Joe and Miles return with a passenger in the aircraft, Anne Cummings (Martha Stewart). Johnny is upset since he was not informed, and does not calm down knowing Anne paid for the trip. He is further upset when he finds out that Anne is hired as the new company mechanic.

Johnny keeps trying to get business for the company and works hard to get a contract with oil tycoon J.P. Hartley (Roy Roberts). He fails because Hartley considers their operation too small to carry out the work. Instead they continue flying for other companies.

After a while Anne demands they use the earnings on repairing the aircraft. Since the men do not follow her advice she takes matters in her own hands and talks to the owner of a garage, Harry (Charles Tannen), about the repairs and the aircraft is transported there.

Johnny is furious when he finds out, since the company is prevented from flying a mission and loses its commission. Since they don't have the money to pay Harry, the aircraft remains at the garage. Anne is subsequently fired. Soon after they hear that Hartley's aircraft has crash landed in the middle of nowhere. The men decide to steal their aircraft back from the garage and fly out there to fetch Hartley. As gratitude for saving him, Hartley pays their debts to the garage and they are in business again.

Miles is beginning to worry about his own finances, since Sally is about to give birth to their second child any day.

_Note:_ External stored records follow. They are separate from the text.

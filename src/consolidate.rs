//! Consolidation: merge the retrieved invoices into one document.
//!
//! Inputs are deleted only after the merger reports success. A failed merge
//! leaves every individual file where it was.

use crate::error::InvoiceMergeError;
use crate::pipeline::merge::Merger;
use serde::{Deserialize, Serialize};
use std::collections::BTreeSet;
use std::path::{Path, PathBuf};
use std::sync::Arc;
use tracing::{debug, info, warn};

/// The merged document produced by [`consolidate`].
#[derive(Debug, Clone, Serialize, Deserialize)]
pub struct Consolidated {
    pub output: PathBuf,
    pub pages: usize,
}

/// Append `.ext` when `destination` has no extension.
pub fn destination_with_extension(destination: &Path, extension: &str) -> PathBuf {
    if destination.extension().is_some() {
        destination.to_path_buf()
    } else {
        destination.with_extension(extension)
    }
}

/// Normalise `destination` and check it can be written to.
///
/// # Errors
/// [`InvoiceMergeError::InvalidDestination`] when the path has no file name
/// or its parent directory does not exist.
pub fn resolve_destination(
    destination: &Path,
    extension: &str,
) -> Result<PathBuf, InvoiceMergeError> {
    let invalid = |reason: &str| InvoiceMergeError::InvalidDestination {
        path: destination.to_path_buf(),
        reason: reason.to_string(),
    };

    if destination.file_name().is_none() {
        return Err(invalid("no file name"));
    }
    let path = destination_with_extension(destination, extension);
    match path.parent() {
        Some(parent) if !parent.as_os_str().is_empty() && !parent.is_dir() => {
            Err(invalid("parent directory does not exist"))
        }
        _ => Ok(path),
    }
}

/// Reject a `destination` that would land inside `workspace`, which is
/// removed once the run succeeds.
///
/// # Errors
/// [`InvoiceMergeError::InvalidDestination`] when the destination's directory
/// is the workspace or below it, or no longer exists.
pub fn ensure_outside(destination: &Path, workspace: &Path) -> Result<(), InvoiceMergeError> {
    let invalid = |reason: String| InvoiceMergeError::InvalidDestination {
        path: destination.to_path_buf(),
        reason,
    };

    let parent = match destination.parent() {
        Some(p) if !p.as_os_str().is_empty() => p,
        _ => Path::new("."),
    };
    let parent = std::fs::canonicalize(parent)
        .map_err(|e| invalid(format!("parent directory unavailable: {e}")))?;
    let workspace = std::fs::canonicalize(workspace)
        .map_err(|e| invalid(format!("workspace unavailable: {e}")))?;

    if parent.starts_with(&workspace) {
        return Err(invalid(format!(
            "inside the run workspace {}, which is removed after the run",
            workspace.display()
        )));
    }
    Ok(())
}

/// Merge `files` in order into `destination`, then delete them.
///
/// Deletion and removal of the emptied directory are best-effort.
pub async fn consolidate(
    files: &[PathBuf],
    destination: &Path,
    merger: &Arc<dyn Merger>,
) -> Result<Consolidated, InvoiceMergeError> {
    if files.is_empty() {
        return Err(InvoiceMergeError::MergeFailed {
            path: destination.to_path_buf(),
            detail: "no documents to merge".to_string(),
        });
    }

    info!("Merging {} invoices into {}", files.len(), destination.display());
    let merger = Arc::clone(merger);
    let inputs = files.to_vec();
    let output = destination.to_path_buf();
    let pages = tokio::task::spawn_blocking(move || merger.merge(&inputs, &output))
        .await
        .map_err(|e| InvoiceMergeError::Internal(format!("Merge task panicked: {}", e)))??;

    remove_inputs(files);

    Ok(Consolidated {
        output: destination.to_path_buf(),
        pages,
    })
}

fn remove_inputs(files: &[PathBuf]) {
    let mut dirs = BTreeSet::new();
    for file in files {
        if let Err(e) = std::fs::remove_file(file) {
            warn!("Cannot remove {}: {}", file.display(), e);
        }
        if let Some(dir) = file.parent() {
            dirs.insert(dir.to_path_buf());
        }
    }
    for dir in dirs {
        // Fails while the directory still holds other run files.
        match std::fs::remove_dir(&dir) {
            Ok(()) => debug!("Removed {}", dir.display()),
            Err(e) => debug!("Kept {}: {}", dir.display(), e),
        }
    }
}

He accepts a job test flying a new jet aircraft, to earn $10,000. He makes Johnny swear not to tell Sally, since she would be too worried for his safety.

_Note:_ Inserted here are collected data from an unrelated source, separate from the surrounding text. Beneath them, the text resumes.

//! HTTP retrieval of a single invoice document.
//!
//! One GET per invoice, no retry. Redirects follow reqwest's default policy.
//! Every failure (transport, non-2xx status, timeout, body read) becomes a
//! [`DownloadError`] for that invoice only.

use crate::error::{DownloadError, InvoiceMergeError};
use crate::invoice::InvoiceUrl;
use async_trait::async_trait;
use std::time::Duration;
use tracing::debug;

/// Fetches the body of one invoice URL.
#[async_trait]
pub trait Fetcher: Send + Sync {
    async fn fetch(&self, url: &InvoiceUrl) -> Result<Vec<u8>, DownloadError>;
}

/// [`Fetcher`] backed by a shared reqwest client.
#[derive(Debug, Clone)]
pub struct HttpFetcher {
    client: reqwest::Client,
    timeout_secs: u64,
}

impl HttpFetcher {
    /// Build a fetcher whose requests time out after `timeout_secs`.
    pub fn new(timeout_secs: u64) -> Result<Self, InvoiceMergeError> {
        let client = reqwest::Client::builder()
            .timeout(Duration::from_secs(timeout_secs))
            .user_agent(concat!("invoice-merge/", env!("CARGO_PKG_VERSION")))
            .build()
            .map_err(|e| InvoiceMergeError::Internal(format!("HTTP client: {e}")))?;
        Ok(Self {
            client,
            timeout_secs,
        })
    }

    fn map_err(&self, url: &InvoiceUrl, e: reqwest::Error) -> DownloadError {
        if e.is_timeout() {
            DownloadError::Timeout {
                url: url.to_string(),
                secs: self.timeout_secs,
            }
        } else {
            DownloadError::Transport {
                url: url.to_string(),
                detail: e.to_string(),
            }
        }
    }
}

#[async_trait]
impl Fetcher for HttpFetcher {
    async fn fetch(&self, url: &InvoiceUrl) -> Result<Vec<u8>, DownloadError> {
        let response = self
            .client
            .get(url.as_str())
            .send()
            .await
            .map_err(|e| self.map_err(url, e))?;

        let status = response.status();
        if !status.is_success() {
            return Err(DownloadError::Status {
                url: url.to_string(),
                status: status.as_u16(),
            });
        }

        let bytes = response.bytes().await.map_err(|e| self.map_err(url, e))?;
        debug!("GET {} → {} bytes", url, bytes.len());
        Ok(bytes.to_vec())
    }
}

The same day as the Lockheed P-80 Shooting Star test flight, Sally goes into labor. To prevent Miles from flying, Johnny locks him into a phone booth and takes his place as pilot on the test flight. Anne finds out and pleads with him not to fly, knowing his medical condition. Johnny admits his love for Anne as they speak, but insists on flying to save his friend and prove his own capability as a pilot. He successfully flies the P-80 and returns to Anne on the ground.

==Cast==

- Richard Crane as Johnny Martin
- Faye Marlowe as Sally Cary
- Martha Stewart as Anne Cummings
- Charles Russell as Miles Cary
- Roy Roberts as J. P. Hartley
- Henry Morgan as Joe Patillo
- Charles Tannen as Harry
- Elaine Langan as Peggy-Lou Robinson
- Marietta Canty as Jennie
- Anthony Sydes as Butch Cary
- Selmer Jackson as Dr. Gunderson
- John Hamilton as C. H. Metters

==Production==
The sequences in which "Johnny" tests the new aircraft do include actual footage of the new P-80 jet fighter. Lockheed Aircraft Corp. loaned the studio 1,500 feet of "military film of the spin tests of the Shooting Star", shot in 1945. Studio publicity noted that some sequences were shot on location at the Metropolitan Airport in Van Nuys, California.

==Reception==
Johnny Comes Flying Home was primarily a B film, and although aerial scenes were notable, fell short in other aspects. In a later appraisal, film historian Stephen Pendo in Aviation in the Cinema (1985) noted that the film was "unimaginative".